Finally I realised that it could only be a hedgehog. She was out rather late, at nine o’clock in the morning, but it was the day the clocks went back. My neighbour will be pleased, and so will my hedgehogophile daughter!

Let’s hope the landlord does not get concerned enough about his property to clear the brambles. Thirty years ago, I was walking about 20m away from this site with my 2 daughters then aged about 4 and 6, when we heard a distressful sound from the nearby wasteland, and on squeezing through the rickety gate, we found a square hole, maybe 120cm deep, cut by the archaeologists who had inspected the site before building was allowed to begin.

At the bottom of the hole were two trapped adolescent hedgehogs. It did not take long to nip home to gather up a cardboard box, ring their school, and arrange for the creatures to be taken there and released next to the wooded corner of the grounds.

Maybe that – and  Beatrix Potter  – explains the eldest’s love of spiky little creatures!

 

An un wormish worm.

Slow-worm-close

There was a badly abused tree in my daughter’s garden; there was no chance of its growing straight or shapely ever again, so out it had to come. I was uncovering the roots so that I could slice and saw and twist and shake until it all came tumbling down.

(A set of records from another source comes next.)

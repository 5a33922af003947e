//! Segmented sieve of Eratosthenes for 64-bit intervals.
//!
//! Counts and enumerates primes and prime k-tuplets (twins up to
//! septuplets), sequentially with [`PrimeSieve`] or across threads with
//! [`ParallelPrimeSieve`]. The sieve stores 30 integers per byte (modulo 30
//! wheel), removes the multiples of 7..=19 with a pre-sieve pattern and
//! distributes the remaining sieving primes over three bucketed tiers by
//! how often they hit a segment.

pub mod api;
pub mod bucket;
pub mod config;
pub mod erat_big;
pub mod erat_medium;
pub mod erat_small;
pub mod error;
pub mod extract;
pub mod finder;
pub mod generator;
pub mod nth_prime;
pub mod parallel;
pub mod presieve;
pub mod prime_sieve;
pub mod sieve;
pub mod storage;
pub mod wheel;

pub use config::{SieveConfig, Threads};
pub use error::{Error, Result};
pub use extract::TupletClass;
pub use finder::Counts;
pub use parallel::ParallelPrimeSieve;
pub use prime_sieve::{MAX_STOP, PrimeSieve, max_stop};
//! Turns finished sieve segments into primes, tuplets and counts.

use std::fmt;
use std::sync::LazyLock;

use crate::wheel::{BIT_VALUES, NUMBERS_PER_BYTE};

/// Prime k-tuplet classes, `Primes` being the 1-tuplet.
#[derive(Debug, Clone, Copy, PartialEq, Eq, Hash)]
pub enum TupletClass {
    Primes,
    Twins,
    Triplets,
    Quadruplets,
    Quintuplets,
    Sextuplets,
    Septuplets,
}

impl TupletClass {
    pub const ALL: [TupletClass; 7] = [
        TupletClass::Primes,
        TupletClass::Twins,
        TupletClass::Triplets,
        TupletClass::Quadruplets,
        TupletClass::Quintuplets,
        TupletClass::Sextuplets,
        TupletClass::Septuplets,
    ];

    pub const fn index(self) -> usize {
        self as usize
    }

    /// Members per tuplet.
    pub const fn size(self) -> usize {
        self as usize + 1
    }

    pub const fn name(self) -> &'static str {
        match self {
            TupletClass::Primes => "primes",
            TupletClass::Twins => "twin primes",
            TupletClass::Triplets => "prime triplets",
            TupletClass::Quadruplets => "prime quadruplets",
            TupletClass::Quintuplets => "prime quintuplets",
            TupletClass::Sextuplets => "prime sextuplets",
            TupletClass::Septuplets => "prime septuplets",
        }
    }

    /// Admissible offsets of the members from the smallest one.
    pub const fn patterns(self) -> &'static [&'static [u64]] {
        match self {
            TupletClass::Primes => &[&[0]],
            TupletClass::Twins => &[&[0, 2]],
            TupletClass::Triplets => &[&[0, 2, 6], &[0, 4, 6]],
            TupletClass::Quadruplets => &[&[0, 2, 6, 8]],
            TupletClass::Quintuplets => &[&[0, 2, 6, 8, 12], &[0, 4, 6, 10, 12]],
            TupletClass::Sextuplets => &[&[0, 4, 6, 10, 12, 16]],
            TupletClass::Septuplets => &[&[0, 2, 6, 8, 12, 18, 20], &[0, 2, 8, 12, 14, 18, 20]],
        }
    }
}

impl fmt::Display for TupletClass {
    fn fmt(&self, f: &mut fmt::Formatter<'_>) -> fmt::Result {
        f.write_str(self.name())
    }
}

/// Integers the sieve can hand out.
pub trait PrimeValue: Copy {
    fn from_u64(value: u64) -> Self;
}

impl PrimeValue for u32 {
    #[inline]
    fn from_u64(value: u64) -> Self {
        value as u32
    }
}

impl PrimeValue for u64 {
    #[inline]
    fn from_u64(value: u64) -> Self {
        value
    }
}

/// Value of bit `t` of a little-endian 64-bit word of sieve bytes.
pub const WORD_BIT_VALUES: [u64; 64] = {
    let mut table = [0u64; 64];
    let mut t = 0;
    while t < 64 {
        table[t] = (t as u64 / 8) * NUMBERS_PER_BYTE + BIT_VALUES[t % 8];
        t += 1;
    }
    table
};

/// Set bits per byte.
pub const BYTE_POPCOUNT: [u8; 256] = {
    let mut table = [0u8; 256];
    let mut i = 0;
    while i < 256 {
        table[i] = (i as u8).count_ones() as u8;
        i += 1;
    }
    table
};

/// Calls `f` for every set bit of `segment` in increasing order. Whole
/// 64-bit words first, then the remaining bytes.
pub fn for_each_prime<T, F>(segment: &[u8], low: u64, mut f: F)
where
    T: PrimeValue,
    F: FnMut(T),
{
    let mut base = low;
    let mut words = segment.chunks_exact(8);
    for chunk in &mut words {
        let mut bytes = [0u8; 8];
        bytes.copy_from_slice(chunk);
        let mut word = u64::from_le_bytes(bytes);
        while word != 0 {
            let t = word.trailing_zeros() as usize;
            f(T::from_u64(base + WORD_BIT_VALUES[t]));
            word &= word - 1;
        }
        base += 8 * NUMBERS_PER_BYTE;
    }
    for &byte in words.remainder() {
        let mut bits = byte;
        while bits != 0 {
            let t = bits.trailing_zeros() as usize;
            f(T::from_u64(base + BIT_VALUES[t]));
            bits &= bits - 1;
        }
        base += NUMBERS_PER_BYTE;
    }
}

pub fn count_primes(segment: &[u8]) -> u64 {
    let mut words = segment.chunks_exact(8);
    let mut count: u64 = (&mut words)
        .map(|chunk| {
            let mut bytes = [0u8; 8];
            bytes.copy_from_slice(chunk);
            u64::from_le_bytes(bytes).count_ones() as u64
        })
        .sum();
    for &byte in words.remainder() {
        count += BYTE_POPCOUNT[byte as usize] as u64;
    }
    count
}

/// Value of bit `t` of the 16-bit window `previous | current << 8`,
/// relative to the lower bound of the previous byte.
const fn window_value(t: usize) -> u64 {
    (t as u64 / 8) * NUMBERS_PER_BYTE + BIT_VALUES[t % 8]
}

fn window_bit(value: u64) -> Option<usize> {
    (0..16).find(|&t| window_value(t) == value)
}

/// Window masks per class. A mask is only listed when its largest member
/// sits in the current byte, so a tuplet is matched exactly once, at the
/// byte holding its largest member.
static TUPLET_MASKS: LazyLock<[Vec<u16>; 7]> = LazyLock::new(|| {
    TupletClass::ALL.map(|class| {
        if class == TupletClass::Primes {
            return Vec::new();
        }
        let mut masks = Vec::new();
        for pattern in class.patterns() {
            for t in 0..16 {
                let first = window_value(t);
                let bits: Option<Vec<usize>> =
                    pattern.iter().map(|&offset| window_bit(first + offset)).collect();
                let Some(bits) = bits else { continue };
                if bits.iter().any(|&bit| bit >= 8) {
                    masks.push(bits.iter().fold(0u16, |mask, &bit| mask | 1 << bit));
                }
            }
        }
        masks.sort_by_key(|&mask| (15 - mask.leading_zeros(), mask.trailing_zeros()));
        masks
    })
});

pub fn tuplet_masks(class: TupletClass) -> &'static [u16] {
    &TUPLET_MASKS[class.index()]
}

/// Counts the tuplets of `class` whose largest member lies in `segment`.
/// `carry` is the byte preceding the segment (0 if there is none).
pub fn count_tuplets(segment: &[u8], carry: u8, class: TupletClass) -> u64 {
    let masks = tuplet_masks(class);
    let mut previous = carry as u16;
    let mut count = 0;
    for &byte in segment {
        if byte != 0 {
            let window = previous | (byte as u16) << 8;
            count += masks.iter().filter(|&&mask| window & mask == mask).count() as u64;
        }
        previous = byte as u16;
    }
    count
}

/// Calls `f` with the members of every tuplet of `class` whose largest
/// member lies in `segment`, in increasing order of that member.
pub fn for_each_tuplet<F>(segment: &[u8], low: u64, carry: u8, class: TupletClass, mut f: F)
where
    F: FnMut(&[u64]),
{
    let masks = tuplet_masks(class);
    let mut members = [0u64; 7];
    let mut previous = carry as u16;
    let mut base = low;
    for &byte in segment {
        if byte != 0 {
            let window = previous | (byte as u16) << 8;
            for &mask in masks.iter().filter(|&&mask| window & mask == mask) {
                let mut n = 0;
                let mut bits = mask;
                while bits != 0 {
                    let t = bits.trailing_zeros() as usize;
                    members[n] = base + window_value(t) - NUMBERS_PER_BYTE;
                    n += 1;
                    bits &= bits - 1;
                }
                f(&members[..n]);
            }
        }
        previous = byte as u16;
        base += NUMBERS_PER_BYTE;
    }
}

Before that happened, I unearthed a fat worm about 15 cm long. It lay as if dead then began to move in a most unwormish way. It was a slow worm, my favourite British reptile, one of this year’s brood. I hope it managed to find shelter, as it must be near hibernation time.

My phone had drained its battery, so here’s a photo from salted m8  on Wikipedia.

 

 

Not from the supermarket

You can’t make cole slaw without cabbage, so to the local supermarket or the local farmers’ market at the Goods Shed? Almost equidistant, and on this occasion I had to pass the shed first, and before it got too busy with out-of-towners.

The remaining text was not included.